↓

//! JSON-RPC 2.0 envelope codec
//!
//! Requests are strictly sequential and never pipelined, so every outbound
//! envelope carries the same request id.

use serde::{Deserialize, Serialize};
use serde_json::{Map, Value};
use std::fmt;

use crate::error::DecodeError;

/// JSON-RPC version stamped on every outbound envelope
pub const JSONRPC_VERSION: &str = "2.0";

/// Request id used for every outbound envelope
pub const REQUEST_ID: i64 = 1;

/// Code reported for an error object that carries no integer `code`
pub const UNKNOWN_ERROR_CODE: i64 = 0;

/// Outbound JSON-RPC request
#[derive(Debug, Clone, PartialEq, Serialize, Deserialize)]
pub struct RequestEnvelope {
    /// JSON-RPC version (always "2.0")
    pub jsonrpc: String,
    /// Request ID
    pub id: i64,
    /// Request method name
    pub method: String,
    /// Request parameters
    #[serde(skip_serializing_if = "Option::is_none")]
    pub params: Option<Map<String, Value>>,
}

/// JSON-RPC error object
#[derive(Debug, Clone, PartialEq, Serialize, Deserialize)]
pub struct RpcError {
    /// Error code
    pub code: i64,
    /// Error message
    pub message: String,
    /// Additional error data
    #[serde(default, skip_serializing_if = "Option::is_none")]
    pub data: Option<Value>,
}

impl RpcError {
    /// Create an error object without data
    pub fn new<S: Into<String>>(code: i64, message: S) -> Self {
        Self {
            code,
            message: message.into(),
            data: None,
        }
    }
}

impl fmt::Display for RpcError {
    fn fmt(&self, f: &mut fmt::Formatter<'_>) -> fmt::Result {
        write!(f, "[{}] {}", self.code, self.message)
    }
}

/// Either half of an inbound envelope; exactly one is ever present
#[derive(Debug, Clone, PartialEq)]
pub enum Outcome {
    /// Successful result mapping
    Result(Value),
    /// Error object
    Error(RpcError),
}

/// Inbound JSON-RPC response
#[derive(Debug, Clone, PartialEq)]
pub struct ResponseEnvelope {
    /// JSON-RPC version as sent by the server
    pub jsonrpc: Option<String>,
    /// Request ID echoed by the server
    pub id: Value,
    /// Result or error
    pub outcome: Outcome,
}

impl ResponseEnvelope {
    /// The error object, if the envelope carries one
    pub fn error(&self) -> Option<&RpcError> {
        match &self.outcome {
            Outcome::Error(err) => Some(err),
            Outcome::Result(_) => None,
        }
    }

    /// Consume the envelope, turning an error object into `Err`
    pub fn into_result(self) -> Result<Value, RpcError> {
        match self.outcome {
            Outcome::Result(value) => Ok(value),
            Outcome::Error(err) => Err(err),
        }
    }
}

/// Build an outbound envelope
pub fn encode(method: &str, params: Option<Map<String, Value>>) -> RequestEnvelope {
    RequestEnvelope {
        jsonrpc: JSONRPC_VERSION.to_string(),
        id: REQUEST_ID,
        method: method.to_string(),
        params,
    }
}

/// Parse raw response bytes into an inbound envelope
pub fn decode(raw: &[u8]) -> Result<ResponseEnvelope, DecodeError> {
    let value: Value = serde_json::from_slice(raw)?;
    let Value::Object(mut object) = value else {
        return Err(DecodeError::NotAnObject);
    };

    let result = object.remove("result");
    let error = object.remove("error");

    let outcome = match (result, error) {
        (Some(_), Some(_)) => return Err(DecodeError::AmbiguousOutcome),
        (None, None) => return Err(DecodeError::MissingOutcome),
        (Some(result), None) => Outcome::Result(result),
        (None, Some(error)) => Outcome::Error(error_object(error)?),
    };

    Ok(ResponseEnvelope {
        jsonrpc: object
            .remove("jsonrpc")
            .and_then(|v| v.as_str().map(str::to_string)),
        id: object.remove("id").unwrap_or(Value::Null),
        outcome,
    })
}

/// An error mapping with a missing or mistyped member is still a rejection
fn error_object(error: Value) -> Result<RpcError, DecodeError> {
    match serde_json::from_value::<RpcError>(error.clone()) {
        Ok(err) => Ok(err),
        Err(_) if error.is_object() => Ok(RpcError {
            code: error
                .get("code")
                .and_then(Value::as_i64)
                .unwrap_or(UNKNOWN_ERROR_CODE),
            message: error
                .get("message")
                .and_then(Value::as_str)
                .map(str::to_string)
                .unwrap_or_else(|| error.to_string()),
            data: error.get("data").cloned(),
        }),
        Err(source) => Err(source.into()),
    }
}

↑
↓

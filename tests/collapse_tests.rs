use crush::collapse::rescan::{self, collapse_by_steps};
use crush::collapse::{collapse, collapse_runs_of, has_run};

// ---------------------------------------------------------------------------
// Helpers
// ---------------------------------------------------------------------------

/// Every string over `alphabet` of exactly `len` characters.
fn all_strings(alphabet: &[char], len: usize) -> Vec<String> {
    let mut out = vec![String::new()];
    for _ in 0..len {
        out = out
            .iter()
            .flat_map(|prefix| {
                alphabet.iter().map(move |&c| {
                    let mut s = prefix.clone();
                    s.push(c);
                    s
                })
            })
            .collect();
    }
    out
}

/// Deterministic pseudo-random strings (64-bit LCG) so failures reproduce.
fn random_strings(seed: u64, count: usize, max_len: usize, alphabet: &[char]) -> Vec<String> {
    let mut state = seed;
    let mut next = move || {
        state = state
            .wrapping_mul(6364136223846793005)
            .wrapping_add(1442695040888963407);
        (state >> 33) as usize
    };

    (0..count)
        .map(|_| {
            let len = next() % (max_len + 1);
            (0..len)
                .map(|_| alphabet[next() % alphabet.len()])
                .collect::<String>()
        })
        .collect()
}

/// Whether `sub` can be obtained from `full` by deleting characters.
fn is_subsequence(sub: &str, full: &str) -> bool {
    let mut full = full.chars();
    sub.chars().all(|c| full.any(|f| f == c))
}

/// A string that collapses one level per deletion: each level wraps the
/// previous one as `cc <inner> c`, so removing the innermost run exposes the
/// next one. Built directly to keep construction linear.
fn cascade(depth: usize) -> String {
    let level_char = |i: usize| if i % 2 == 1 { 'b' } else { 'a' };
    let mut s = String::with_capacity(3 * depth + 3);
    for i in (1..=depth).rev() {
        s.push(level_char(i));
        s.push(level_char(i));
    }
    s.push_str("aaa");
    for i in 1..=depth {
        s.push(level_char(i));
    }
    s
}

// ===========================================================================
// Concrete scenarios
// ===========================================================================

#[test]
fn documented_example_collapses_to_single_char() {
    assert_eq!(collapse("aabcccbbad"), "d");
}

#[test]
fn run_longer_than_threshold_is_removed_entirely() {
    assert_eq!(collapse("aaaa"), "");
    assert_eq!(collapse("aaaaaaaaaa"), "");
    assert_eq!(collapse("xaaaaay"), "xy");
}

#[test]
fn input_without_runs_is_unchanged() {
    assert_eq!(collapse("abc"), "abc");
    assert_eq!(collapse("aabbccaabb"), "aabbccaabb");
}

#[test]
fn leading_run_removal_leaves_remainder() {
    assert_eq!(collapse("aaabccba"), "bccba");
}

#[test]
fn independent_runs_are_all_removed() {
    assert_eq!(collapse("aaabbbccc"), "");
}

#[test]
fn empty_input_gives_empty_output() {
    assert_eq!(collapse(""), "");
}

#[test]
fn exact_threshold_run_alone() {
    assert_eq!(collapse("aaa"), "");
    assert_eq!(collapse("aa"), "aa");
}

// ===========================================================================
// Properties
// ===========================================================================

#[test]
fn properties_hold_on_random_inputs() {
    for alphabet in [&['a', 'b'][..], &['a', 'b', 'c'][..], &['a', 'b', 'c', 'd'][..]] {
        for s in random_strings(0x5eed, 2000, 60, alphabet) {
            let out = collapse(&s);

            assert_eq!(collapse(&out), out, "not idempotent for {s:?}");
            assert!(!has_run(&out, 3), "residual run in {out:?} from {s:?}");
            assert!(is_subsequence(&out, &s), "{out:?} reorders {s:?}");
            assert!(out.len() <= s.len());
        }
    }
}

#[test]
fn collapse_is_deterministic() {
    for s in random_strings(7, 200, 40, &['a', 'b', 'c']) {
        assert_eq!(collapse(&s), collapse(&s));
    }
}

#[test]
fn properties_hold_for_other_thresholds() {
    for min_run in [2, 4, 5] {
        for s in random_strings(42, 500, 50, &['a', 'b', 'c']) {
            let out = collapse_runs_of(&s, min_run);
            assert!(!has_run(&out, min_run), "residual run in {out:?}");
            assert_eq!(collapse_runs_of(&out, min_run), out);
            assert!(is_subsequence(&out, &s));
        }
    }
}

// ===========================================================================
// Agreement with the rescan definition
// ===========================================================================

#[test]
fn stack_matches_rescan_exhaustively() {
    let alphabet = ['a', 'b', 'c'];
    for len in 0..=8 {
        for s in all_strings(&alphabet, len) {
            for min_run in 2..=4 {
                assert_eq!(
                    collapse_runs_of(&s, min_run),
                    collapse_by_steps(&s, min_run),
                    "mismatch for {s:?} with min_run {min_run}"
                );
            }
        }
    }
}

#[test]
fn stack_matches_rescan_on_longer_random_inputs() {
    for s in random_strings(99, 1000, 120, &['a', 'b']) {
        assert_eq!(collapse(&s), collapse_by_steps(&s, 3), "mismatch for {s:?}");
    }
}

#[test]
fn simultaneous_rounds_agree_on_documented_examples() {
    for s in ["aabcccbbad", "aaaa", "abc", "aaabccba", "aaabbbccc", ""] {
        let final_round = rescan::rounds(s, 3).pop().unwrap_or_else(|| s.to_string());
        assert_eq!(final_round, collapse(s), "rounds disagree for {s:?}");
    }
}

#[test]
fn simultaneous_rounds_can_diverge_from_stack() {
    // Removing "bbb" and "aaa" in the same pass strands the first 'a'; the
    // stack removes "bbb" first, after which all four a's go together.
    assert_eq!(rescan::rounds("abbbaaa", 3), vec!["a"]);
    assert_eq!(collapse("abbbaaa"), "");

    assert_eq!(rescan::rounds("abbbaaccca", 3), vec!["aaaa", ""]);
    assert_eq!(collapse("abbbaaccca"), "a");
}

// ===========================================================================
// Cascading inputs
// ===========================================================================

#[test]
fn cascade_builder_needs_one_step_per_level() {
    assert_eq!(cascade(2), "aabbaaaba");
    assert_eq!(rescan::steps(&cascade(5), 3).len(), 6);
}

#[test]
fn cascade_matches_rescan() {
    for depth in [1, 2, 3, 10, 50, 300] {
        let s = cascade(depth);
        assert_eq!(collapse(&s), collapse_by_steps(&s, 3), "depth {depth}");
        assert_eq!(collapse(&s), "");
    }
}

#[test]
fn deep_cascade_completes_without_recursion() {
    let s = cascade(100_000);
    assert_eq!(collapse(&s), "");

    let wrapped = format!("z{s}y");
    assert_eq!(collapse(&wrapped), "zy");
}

↑
↓

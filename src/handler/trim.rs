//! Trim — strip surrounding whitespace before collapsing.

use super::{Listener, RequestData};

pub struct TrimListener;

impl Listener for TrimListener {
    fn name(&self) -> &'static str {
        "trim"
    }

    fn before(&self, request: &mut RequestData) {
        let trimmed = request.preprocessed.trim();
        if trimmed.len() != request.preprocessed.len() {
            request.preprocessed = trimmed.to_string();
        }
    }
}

↑

_Work task_
Throughout the data above, find each line that includes the string "Option"; state only how many there are.

_Answer space_
7